How can you show your CM efforts’ effectiveness?
How can you show your CM efforts’ effectiveness?
Use statistics for administrators, visuals for docs
Your case management department has worked hard to improve the quality of patient care at your hospital while at the same time reducing unnecessary costs and boosting patient satisfaction. You’ve faced numerous obstacles and overcome them, but you and your colleagues never seem to get the credit — or the resources — you deserve. How can you demonstrate your effectiveness to the stakeholders at your facility in a way that will get results?

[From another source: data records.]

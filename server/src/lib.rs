//! parley-server – Bibliotheks-Root
//!
//! Deklariert alle Server-Module und stellt den oeffentlichen Einstiegspunkt
//! fuer Integrationstests bereit.

pub mod config;
pub mod logging;

use std::net::SocketAddr;
use std::sync::Arc;

use anyhow::{Context, Result};
use config::ServerConfig;
use parley_auth::{AuthService, Identitaet};
use parley_db::SqliteDb;
use parley_signaling::{SignalingServer, SignalingState};
use tokio::sync::watch;

/// Haelt den laufenden Server-Zustand zusammen
pub struct Server {
    pub config: ServerConfig,
}

impl Server {
    /// Erstellt einen neuen Server aus der gegebenen Konfiguration
    pub fn neu(config: ServerConfig) -> Self {
        Self { config }
    }

    /// Oeffnet die Datenbank und fuehrt Migrationen aus
    pub async fn datenbank_oeffnen(&self) -> Result<Arc<SqliteDb>> {
        let db = SqliteDb::oeffnen(&self.config.datenbank_config())
            .await
            .with_context(|| format!("Datenbank '{}' nicht oeffenbar", self.config.datenbank.url))?;
        Ok(Arc::new(db))
    }

    /// Bindet den Signaling-Server auf `adresse` ueber der gegebenen Datenbank
    pub async fn signaling_binden(
        &self,
        db: Arc<SqliteDb>,
        adresse: SocketAddr,
    ) -> Result<SignalingServer<SqliteDb>> {
        let state = SignalingState::neu(self.config.signaling_config(), db);
        SignalingServer::binden(state, adresse)
            .await
            .with_context(|| format!("TCP-Listener auf {adresse} nicht bindbar"))
    }

    /// Legt einen Benutzer an und stellt ein erstes Token aus
    pub async fn benutzer_anlegen(&self, name: &str) -> Result<(Identitaet, String)> {
        let db = self.datenbank_oeffnen().await?;
        let auth = AuthService::neu(db);
        let ergebnis = auth
            .benutzer_anlegen(name)
            .await
            .with_context(|| format!("Benutzer '{name}' nicht anlegbar"))?;
        Ok(ergebnis)
    }

    /// Startet den Server und laeuft bis zum Shutdown-Signal
    ///
    /// Reihenfolge:
    /// 1. Datenbankverbindung herstellen
    /// 2. TCP-Listener binden
    /// 3. Verbindungen in einer `LocalSet` annehmen
    /// 4. Auf Ctrl-C warten
    pub async fn starten(self) -> Result<()> {
        let adresse: SocketAddr = self
            .config
            .tcp_bind_adresse()
            .parse()
            .with_context(|| format!("Ungueltige Bind-Adresse '{}'", self.config.tcp_bind_adresse()))?;

        tracing::info!(
            server_name = %self.config.server.name,
            tcp = %adresse,
            max_clients = self.config.server.max_clients,
            "Server startet"
        );

        let db = self.datenbank_oeffnen().await?;
        let signaling = self.signaling_binden(db, adresse).await?;

        let (shutdown_tx, shutdown_rx) = watch::channel(false);
        tokio::spawn(async move {
            match tokio::signal::ctrl_c().await {
                Ok(()) => tracing::info!("Shutdown-Signal empfangen, Server wird beendet"),
                Err(e) => tracing::error!(fehler = %e, "Signal-Handler fehlgeschlagen"),
            }
            let _ = shutdown_tx.send(true);
        });

        tracing::info!("Server laeuft. Warte auf Shutdown-Signal (Ctrl-C)...");
        signaling.starten(shutdown_rx).await?;
        Ok(())
    }
}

First, before anyone else can fully appreciate the contributions of your department, you must fully understand the extent of your own strengths and capabilities, says Larry Strassner, a health care consultant with Ernst and Young LLP in Washington, DC.
Strassner says case managers are particularly effective in three areas: financial outcomes, functional outcomes, and provider, patient, and family satisfaction. "Those are the three areas in which case managers either influence or have a direct correlation to improving outcomes," Strassner says. (See chart for a list of ways case managers can influence outcomes, p. 93.)
Once you’ve taken stock of everything you and your colleagues bring to the table, you must identify the stakeholders to whom you must demonstrate your value. "Is it the nurses on the unit, the physicians, or is it the administrator who keeps saying that you need to demonstrate why you need to have a case manager for every 20 patients in the organization?" Strassner says.
Although stakeholders differ at various institutions, most case managers will be forced to demonstrate their value to administrators — both in terms of improving or maintaining the quality of care and being able to reduce the cost of care, Strassner says.
"When you’re working with administration, you’ve got to be able to show them where the savings are," he notes. Strassner recommends starting by presenting a high-level picture of what’s going on in terms of cost containment, and following up by identifying areas of potential improvement. Keep the presentation brief, explaining bottom-line statistics with a minimum of jargon.
In contrast, when you present to physicians, it’s important to demonstrate not just where the savings are but how physicians can assist in the process. "For example, when you begin to benchmark yourself and you look at practice profiles, you might notice that there seems to be a lot of variation around a particular diagnosis, like CHF, in the areas of lab and radiology," Strassner says. While physicians will be interested in dollar figures, they’ll also want to know what they can do differently in those areas. "So physicians are down to the test level," Strassner says. "They ask, What am I doing that’s different from one of my colleagues, who seems to have the lowest cost per case?’"
Strassner says while hard data is important to physicians, it’s just as important to engage physicians in understanding the data by bringing it down to the level of actual practice. "After all, they’re the individuals who have to make the change," he says.
As with administrators, it’s best to start with a presentation of the big picture, using a one- or two-page document. "Physicians tend to prefer a visual display of the data," Strassner says, "so they can quickly look at it and come up with an understanding about what the data are telling them rather than deal with a lot of narrative or a lot of numbers that they have to scroll through. When you’re presenting data to physicians, you need to be right to the point, highlight areas that you want to focus your attention on, and use as many graphics and visual displays as possible."